* PROVIDED DATA *
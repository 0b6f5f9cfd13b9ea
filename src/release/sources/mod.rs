//! Release source implementations

pub mod listing;

pub use listing::DirectoryListingSource;
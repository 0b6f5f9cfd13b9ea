//! Release catalog for a single run
//!
//! Holds the four upstream release lists and the set of published tags.
//! It is loaded once and passed by reference to every classification, so a
//! run performs each fetch exactly once.

use std::collections::HashSet;

use indexmap::IndexSet;
use tracing::info;

use crate::release::error::RegistryError;
use crate::release::registry::TagRegistry;
use crate::release::source::ReleaseSource;
use crate::release::types::{PackageKind, ReleaseTree, Tree};

/// Upstream releases and published image tags
#[derive(Debug, Clone, PartialEq, Eq)]
pub struct ReleaseCatalog {
    pub gildas: ReleaseTree,
    pub piic: ReleaseTree,
    /// Published tags, reserved floating tags excluded
    pub tags: HashSet<String>,
}

impl ReleaseCatalog {
    pub fn new(gildas: ReleaseTree, piic: ReleaseTree, tags: HashSet<String>) -> Self {
        Self { gildas, piic, tags }
    }

    /// Fetch the published tags and the four release listings, sequentially
    pub async fn load<S, R>(
        source: &S,
        registry: &R,
        repository: &str,
    ) -> Result<Self, RegistryError>
    where
        S: ReleaseSource + ?Sized,
        R: TagRegistry + ?Sized,
    {
        let tags: HashSet<String> = registry.fetch_tags(repository).await?.into_iter().collect();

        let gildas = ReleaseTree::new(
            PackageKind::Gildas,
            source.fetch_releases(PackageKind::Gildas, Tree::Main).await?,
            source.fetch_releases(PackageKind::Gildas, Tree::Archive).await?,
        );
        let piic = ReleaseTree::new(
            PackageKind::Piic,
            source.fetch_releases(PackageKind::Piic, Tree::Main).await?,
            source.fetch_releases(PackageKind::Piic, Tree::Archive).await?,
        );

        info!(
            "Loaded {} published tags, {}+{} gildas and {}+{} piic releases",
            tags.len(),
            gildas.main.len(),
            gildas.archive.len(),
            piic.main.len(),
            piic.archive.len()
        );

        Ok(Self::new(gildas, piic, tags))
    }

    /// Whether an image tag is already on the registry
    pub fn is_published(&self, tag: &str) -> bool {
        self.tags.contains(tag)
    }

    /// Every known release, first occurrence wins
    ///
    /// Lists are visited as gildas archive, gildas main, piic archive, piic main.
    pub fn all_releases(&self) -> Vec<&str> {
        let releases: IndexSet<&str> = [
            &self.gildas.archive,
            &self.gildas.main,
            &self.piic.archive,
            &self.piic.main,
        ]
        .into_iter()
        .flatten()
        .map(String::as_str)
        .collect();

        releases.into_iter().collect()
    }
}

* TASK PROMPT *
Please count how many lines of the material above include the string "TagRegistry", then give that number alone.

* ANSWER BOX *
2